--- The records Enclosed Below ---

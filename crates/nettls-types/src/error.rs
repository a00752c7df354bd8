use std::fmt;

use crate::{Direction, State};

/// A status code of the native TLS engine.
///
/// The numeric space belongs to the engine; this layer only transports the
/// value and asks the engine for a description when a message is needed.
#[derive(Debug, Clone, Copy, PartialEq, Eq, Hash)]
pub struct EngineCode(pub i32);

impl fmt::Display for EngineCode {
    fn fmt(&self, f: &mut fmt::Formatter<'_>) -> fmt::Result {
        write!(f, "engine code {}", self.0)
    }
}

/// Stable identity of an error condition.
///
/// Conditions detected by this layer carry one of the `NETTLS_*` sentinel
/// strings; everything else is an engine code.
#[derive(Debug, Clone, Copy, PartialEq, Eq)]
pub enum ErrorCode {
    Sentinel(&'static str),
    Engine(EngineCode),
}

/// Sentinel identity: the peer's certificate chain failed validation.
pub const CERT_VERIFICATION_FAILED: &str = "NETTLS_CERT_VERIFICATION_FAILED";
/// Sentinel identity: the peer's certificate does not match the expected name.
pub const NAME_VERIFICATION_FAILED: &str = "NETTLS_NAME_VERIFICATION_FAILED";
/// Sentinel identity: the user verify hook rejected the peer.
pub const USER_VERIFICATION_FAILED: &str = "NETTLS_USER_VERIFICATION_FAILED";
/// Sentinel identity: an operation was invoked in a state that forbids it.
pub const UNEXPECTED_STATE: &str = "NETTLS_UNEXPECTED_STATE";
/// Sentinel identity: authentication was required but no certificate came.
pub const NO_CERTIFICATE_FOUND: &str = "NETTLS_NO_CERTIFICATE_FOUND";

/// Human text for a sentinel code, or `None` for engine codes.
pub fn sentinel_message(code: &str) -> Option<&'static str> {
    match code {
        CERT_VERIFICATION_FAILED => Some("certificate verification failed"),
        NAME_VERIFICATION_FAILED => Some("peer name does not match the certificate"),
        USER_VERIFICATION_FAILED => Some("user verification hook rejected the peer"),
        UNEXPECTED_STATE => Some("operation not permitted in the current endpoint state"),
        NO_CERTIFICATE_FOUND => Some("peer did not present a certificate"),
        _ => None,
    }
}

/// The error taxonomy of the provider layer.
///
/// Suspensions and `Interrupted` are recoverable by retrying the same call.
/// The switch signals are not errors at all; they carry renegotiation
/// control flow through the error channel. Everything else is fatal for the
/// session.
#[derive(Debug, Clone, thiserror::Error)]
pub enum TlsError {
    // Suspension signals
    #[error("operation would block; retry once the transport is readable")]
    WantRead,
    #[error("operation would block; retry once the transport is writable")]
    WantWrite,
    #[error("operation interrupted before any progress; retry")]
    Interrupted,

    // Switch signals
    #[error("peer requests a configuration switch")]
    SwitchRequest,
    #[error("configuration switch answered (accepted: {0})")]
    SwitchResponse(bool),

    // Non-fatal engine conditions
    #[error("non-fatal engine condition ({0})")]
    Warning(EngineCode),

    // Programmer error
    #[error("operation `{op}` not permitted in state {state:?}")]
    UnexpectedState { op: &'static str, state: State },

    // Verification failures
    #[error("certificate verification failed")]
    CertVerificationFailed,
    #[error("peer name does not match the certificate")]
    NameVerificationFailed,
    #[error("user verification hook rejected the peer")]
    UserVerificationFailed,
    #[error("peer did not present a certificate")]
    NoCertificate,

    // Credential and configuration construction
    #[error("encrypted private key needs a password")]
    PasswordRequired,
    #[error("parse error: {0}")]
    ParseError(String),
    #[error("no PEM block of an accepted kind found")]
    EmptyPem,
    #[error("invalid configuration: {0}")]
    ConfigError(String),
    #[error("credential rejected: {0}")]
    CredentialError(String),

    // Everything else from the engine
    #[error("fatal engine error ({0})")]
    Fatal(EngineCode),
}

impl TlsError {
    /// The stable code identity, if this condition has one.
    pub fn code(&self) -> Option<ErrorCode> {
        match self {
            TlsError::CertVerificationFailed => Some(ErrorCode::Sentinel(CERT_VERIFICATION_FAILED)),
            TlsError::NameVerificationFailed => Some(ErrorCode::Sentinel(NAME_VERIFICATION_FAILED)),
            TlsError::UserVerificationFailed => Some(ErrorCode::Sentinel(USER_VERIFICATION_FAILED)),
            TlsError::UnexpectedState { .. } => Some(ErrorCode::Sentinel(UNEXPECTED_STATE)),
            TlsError::NoCertificate => Some(ErrorCode::Sentinel(NO_CERTIFICATE_FOUND)),
            TlsError::Warning(code) | TlsError::Fatal(code) => Some(ErrorCode::Engine(*code)),
            _ => None,
        }
    }

    /// True for `WantRead` / `WantWrite`.
    pub fn is_suspension(&self) -> bool {
        matches!(self, TlsError::WantRead | TlsError::WantWrite)
    }

    /// True for the renegotiation control-flow signals.
    pub fn is_switch_signal(&self) -> bool {
        matches!(self, TlsError::SwitchRequest | TlsError::SwitchResponse(_))
    }

    /// True when retrying the same call is the correct reaction.
    pub fn is_retryable(&self) -> bool {
        self.is_suspension() || matches!(self, TlsError::Interrupted)
    }

    /// The suspension signal for a blocked direction.
    pub fn want(direction: Direction) -> Self {
        match direction {
            Direction::Read => TlsError::WantRead,
            Direction::Write => TlsError::WantWrite,
        }
    }
}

--- End of Enclosed The records ---

◆ Assigned task ◆
Wherever the word "peer" turns up in the records, copy out the line it is on.

◆ Exercise output ◆
/// Sentinel identity: the peer's certificate chain failed validation.
/// Sentinel identity: the peer's certificate does not match the expected name.
/// Sentinel identity: the user verify hook rejected the peer.
        NAME_VERIFICATION_FAILED => Some("peer name does not match the certificate"),
        USER_VERIFICATION_FAILED => Some("user verification hook rejected the peer"),
        NO_CERTIFICATE_FOUND => Some("peer did not present a certificate"),
    #[error("peer requests a configuration switch")]
    #[error("peer name does not match the certificate")]
    #[error("user verification hook rejected the peer")]
    #[error("peer did not present a certificate")]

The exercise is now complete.